AWS S3 Target Permissions

Permissions required to add S3 as a target to T4K

To add AWS S3 (object storage) as a Target within T4K, users need specific access permissions on the bucket.

  • Implementation Step

    1. Create the following Policy in AWS

      • Note: replace bucketname with name of the s3 bucket name

      {
          "Version": "2012-10-17",
          "Statement": [
              {
                  "Effect": "Allow",
                  "Action": [
                      "s3:ListBucket",
                      "s3:PutObject",
                      "s3:GetObject",
                      "s3:DeleteObject"
                  ],
                  "Resource": [
                      "arn:aws:s3:::bucketname",
                      "arn:aws:s3:::bucketname/*"
                  ]
              },
              {
                  "Effect": "Deny",
                  "NotAction": "s3:*",
                  "NotResource": [
                      "arn:aws:s3:::bucketname",
                      "arn:aws:s3:::bucketname/*"
                  ]
              }
          ]
      }
    2. Attach policy to a user and collect the Access key ID ,Secret access key which the user has to provide while adding an AWS target.

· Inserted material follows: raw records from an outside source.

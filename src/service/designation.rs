use sea_orm::DatabaseConnection;
use serenity::http::Http;

use crate::{
    config::DiscordConfig,
    data::application::ApplicationRepository,
    error::AppError,
    model::application::{ApplicationStatus, Category, DesignationOutcome},
    service::discord::DiscordGuildService,
};

/// Assigns the whitelist decision roles on the community guild.
///
/// Separate from the status transition: an admin invokes it after approving
/// a whitelist application, and a failure here never touches the stored
/// status.
pub struct DesignationService<'a> {
    db: &'a DatabaseConnection,
    http: &'a Http,
    discord: &'a DiscordConfig,
}

impl<'a> DesignationService<'a> {
    pub fn new(db: &'a DatabaseConnection, http: &'a Http, discord: &'a DiscordConfig) -> Self {
        Self { db, http, discord }
    }

    /// Grants the outcome's guild role to the user's Discord account.
    ///
    /// The Discord username is taken from the user's newest `GODKENDT`
    /// whitelist application and resolved to a guild member by exact match.
    ///
    /// # Arguments
    /// - `steam_id` - The user being designated
    /// - `outcome` - `accept` grants the whitelisted role, `deny` the
    ///   rejected role
    ///
    /// # Returns
    /// - `Ok(())` - Role granted
    /// - `Err(AppError::NotFound)` - No approved whitelist application, or
    ///   the Discord username matches no guild member
    /// - `Err(AppError)` - Database or Discord API error
    pub async fn grant(&self, steam_id: u64, outcome: DesignationOutcome) -> Result<(), AppError> {
        let application = ApplicationRepository::new(self.db)
            .latest_with_status(steam_id, Category::Whitelist, ApplicationStatus::Godkendt)
            .await?
            .ok_or_else(|| {
                AppError::NotFound(format!(
                    "No approved whitelist application for user {}",
                    steam_id
                ))
            })?;

        let guild = DiscordGuildService::new(self.http, self.discord.guild_id);

        let member_id = guild
            .find_member_id(&application.discord)
            .await?
            .ok_or_else(|| {
                AppError::NotFound(format!("No guild member named '{}'", application.discord))
            })?;

        let role_id = role_for(self.discord, outcome);
        guild
            .grant_role(member_id, role_id, "Whitelist designation")
            .await?;

        tracing::info!(
            "Designated user {} ({}) with role {}",
            steam_id,
            application.discord,
            role_id
        );

        Ok(())
    }
}

/// Accept maps to the whitelisted role, deny to the rejected role.
fn role_for(discord: &DiscordConfig, outcome: DesignationOutcome) -> u64 {
    match outcome {
        DesignationOutcome::Accept => discord.whitelist_role_id,
        DesignationOutcome::Deny => discord.rejected_role_id,
    }
}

    3. Optional: In case an AWS policy has been attached to a bucket then the bucket policy should be as follows:

      • Note: Alice is user in root account 111122223333

      {
          "Version": "2012-10-17",
          "Statement": [
              {
                  "Effect": "Allow",
                  "Principal": {
                  "AWS": [
                          "arn:aws:iam::111122223333:user/Alice",
                  ]
                  },
                  "Action": [                        
                      "s3:ListBucket",
                      "s3:PutObject",
                      "s3:GetObject",
                      "s3:DeleteObject"
                     ],
                  "Resource": [
                      "arn:aws:s3:::my_bucket",
                      "arn:aws:s3:::my_bucket/*"
                  ]
              }
          ]
      }
  • Security Settings:

    1. To perform target browsing, privileged containers are required for both object storage and NFS storage. Refer to the official documentation: Pod Security Context

    2. If user has restricted privileged containers across backup and/or restore namespaces. PodSecurityPolicy should be edited to allow privileged containers. Create or edit the PodSecurityPolicy with the necessary privileges. Save this configuration in a YAML file, for example, allow-privileged-psp.yaml:

    apiVersion: policy/v1beta1
    kind: PodSecurityPolicy
    metadata:
      name: allow-privileged
    spec:
      privileged: true
    1. Apply or update the PodSecurityPolicy in your cluster:

    kubectl apply -f allow-privileged-psp.yaml
    1. Next, create a ClusterRole that allows the use of the PodSecurityPolicy:

    apiVersion: rbac.authorization.k8s.io/v1
    kind: ClusterRole
    metadata:
      name: use-allow-privileged-psp
    rules:
    - apiGroups: ['policy']
      resources: ['podsecuritypolicies']
      verbs: ['use']
      resourceNames: ['allow-privileged']  # Use the name of your PSP
    1. Apply the ClusterRole to your cluster:

    kubectl apply -f cluster-role.yaml
    1. Create a ClusterRoleBinding to bind the ClusterRole to the backup-namespace where you want to allow privileged containers:

    apiVersion: rbac.authorization.k8s.io/v1
    kind: ClusterRoleBinding
    metadata:
      name: bind-allow-privileged-psp
    roleRef:
      apiGroup: rbac.authorization.k8s.io
      kind: ClusterRole
      name: use-allow-privileged-psp  # Use the name of your ClusterRole
    subjects:
    - kind: ServiceAccount
      name: default  # Use the appropriate ServiceAccount name or account that you want to apply the PSP to
      namespace: backup-namespace  # Specify the target namespace
    1. Apply the ClusterRoleBinding to your cluster:

    kubectl apply -f cluster-role-binding.yaml

Make sure to adapt the configuration to your specific use case and security requirements. Please consult your system administrator before updating the PodSecurityPolicy.